Da rilevare che poche ore fa, alcuni negoziatori dell’opposizione siriana hanno esortato i ribelli a riprendere le ostilità contro l’esercito siriano. Tra i ribelli il malumore è crescente per il timore che i colloqui di pace di Ginevra possano continuare a tempo indeterminato, favorendo l’attuale regime. L’accordo sulla cessazione delle ostilità mediato da Stati Uniti e Russia è entrato in vigore il 27 febbraio scorso, con l’obiettivo di consentire i colloqui di pace. Sia Mohammed Alloush che Asaad Zoubi, membri della Higher Negotiation Committee, hanno affermato che le forze di opposizione dovrebbero rispondere a qualsiasi attacco del governo.
La scorsa settimana, la coalizione delle opposizioni siriane appoggiata dall’Arabia Saudita, ha annunciato che avrebbe accolto favorevolmente un governo di transizione con i membri dell’attuali regime, ma non con lo stesso Assad.Se tra qualche ora il cessate il fuoco dovesse concludersi ufficialmente, con la ripresa delle ostilità su larga scala, le conseguenze potrebbero essere imprevedibili.La Casa Bianca ha già previsto il piano B con la fornitura massiccia di sistemi d’arma ai ribelli per controbilanciare le forze sul terreno.

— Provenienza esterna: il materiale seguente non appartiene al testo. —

// ⚙️ Configuration - environment driven
// Reads SILK_* variables (a .env file is honoured by the binaries via dotenvy)

use std::env;
use std::path::PathBuf;
use std::str::FromStr;
use strum_macros::{Display, EnumString};
use thiserror::Error;

pub const DEFAULT_DATABASE_PATH: &str = "silk-progress.db";
pub const DEFAULT_BIND_ADDR: &str = "0.0.0.0:3000";
pub const DEFAULT_STATIC_DIR: &str = "web";

#[derive(Debug, Error)]
pub enum ConfigError {
    #[error("invalid value for {var}: {value}")]
    InvalidValue { var: &'static str, value: String },
}

/// Deployment environment. Controls error logging detail and whether the
/// maintenance endpoints are reachable at all.
#[derive(Debug, Clone, Copy, PartialEq, Eq, Display, EnumString, Default)]
#[strum(serialize_all = "lowercase", ascii_case_insensitive)]
pub enum Environment {
    #[default]
    Development,
    Production,
    Test,
}

#[derive(Debug, Clone)]
pub struct Config {
    pub database_path: PathBuf,
    pub bind_addr: String,
    pub environment: Environment,
    pub static_dir: PathBuf,
}

impl Config {
    /// Build configuration from `SILK_*` environment variables.
    pub fn from_env() -> Result<Self, ConfigError> {
        let environment = match env::var("SILK_ENV") {
            Ok(value) => Environment::from_str(value.trim()).map_err(|_| ConfigError::InvalidValue {
                var: "SILK_ENV",
                value,
            })?,
            Err(_) => Environment::default(),
        };

        let bind_addr = env::var("SILK_BIND_ADDR").unwrap_or_else(|_| DEFAULT_BIND_ADDR.to_string());
        if bind_addr.trim().is_empty() {
            return Err(ConfigError::InvalidValue {
                var: "SILK_BIND_ADDR",
                value: bind_addr,
            });
        }

        Ok(Config {
            database_path: env::var("SILK_DATABASE_PATH")
                .map(PathBuf::from)
                .unwrap_or_else(|_| PathBuf::from(DEFAULT_DATABASE_PATH)),
            bind_addr,
            environment,
            static_dir: env::var("SILK_STATIC_DIR")
                .map(PathBuf::from)
                .unwrap_or_else(|_| PathBuf::from(DEFAULT_STATIC_DIR)),
        })
    }

    pub fn is_development(&self) -> bool {
        self.environment == Environment::Development
    }

    /// Seeding and ad hoc queries are never served in production.
    pub fn maintenance_enabled(&self) -> bool {
        self.environment != Environment::Production
    }

    /// Default `tracing` filter when RUST_LOG is not set.
    pub fn default_log_filter(&self) -> &'static str {
        match self.environment {
            Environment::Development => "silk_progress=debug,silk_server=debug,tower_http=debug",
            Environment::Production | Environment::Test => "info",
        }
    }
}

impl Default for Config {
    fn default() -> Self {
        Config {
            database_path: PathBuf::from(DEFAULT_DATABASE_PATH),
            bind_addr: DEFAULT_BIND_ADDR.to_string(),
            environment: Environment::Development,
            static_dir: PathBuf::from(DEFAULT_STATIC_DIR),
        }
    }
}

Il “Piano B” diverrebbe operativo qualora il cessate il fuoco dovesse fallire ed i combattimenti estendersi su larga scala. Qualora si verificassero queste condizioni, la Central Intelligence Army invierebbe tramite gli alleati nella regione, sistemi d’arma in grado di respingere le forze governative appoggiate dalla Russia. A beneficiare dei sistemi d’arma saranno i gruppi armati identificati dagli Stati Uniti come ribelli moderati. Il piano della CIA è stato svelato agli alleati poco prima che entrasse in vigore il cessate il fuoco, il 27 febbraio scorso, durante una riunione segreta avventa in Medio Oriente. La CIA avrebbe rassicurato gli alleati e garantito sull’equipaggiamento avanzato che sarebbe stato fornito qualora le trattative fallissero. Spetterà comunque alla Casa Bianca approvare la consegna finale dei sistemi. Arabia Saudita e Turchia spingono per armare i ribelli con sistemi terra-aria, seppur limitati in alcune loro caratteristiche.Come è ormai noto, la CIA ha avviato il programma volto a destabilizzare il governo di Assad nel maggio del 2013:è diviso in cinque fasi. La prima era indirizzata al reclutamento dei “comandanti di fiducia” a cui fornire, nella seconda fase del programma, equipaggiamento e formazione sulla strategia da adottare. La terza fase, prevedeva la fornitura di equipaggiamento “speciale”, come i missili TOW (acronimo di Tube-launched Optically-tracked Wire-guided). La quarta fase prevedeva la fornitura dei missili anticarro, iniziata nel gennaio del 2014, tramite l’Arabia Saudita. Nel 2013, l’Arabia Saudita ha acquistato 13.975 missili anticarro, fornitura interamente consegnata. La quinta fase, che avrebbe dovuto ricreare un Afghanistan 2.0, non è mai divenuta operativa per timore che anche i missili terra-aria cadessero nella mani dei terroristi. La storia insegna che il divario tecnologico e numerico, sebbene possa essere incolmabile tra le parti, non sempre sancisce la vittoria della compagine più forte. Anzi, proprio la consapevolezza di essere “più forti”, a volte, impedisce di ipotizzare controffensive efficaci o difese da possibili sortite, elaborate in un modo del tutto inaspettato, ma ugualmente letali.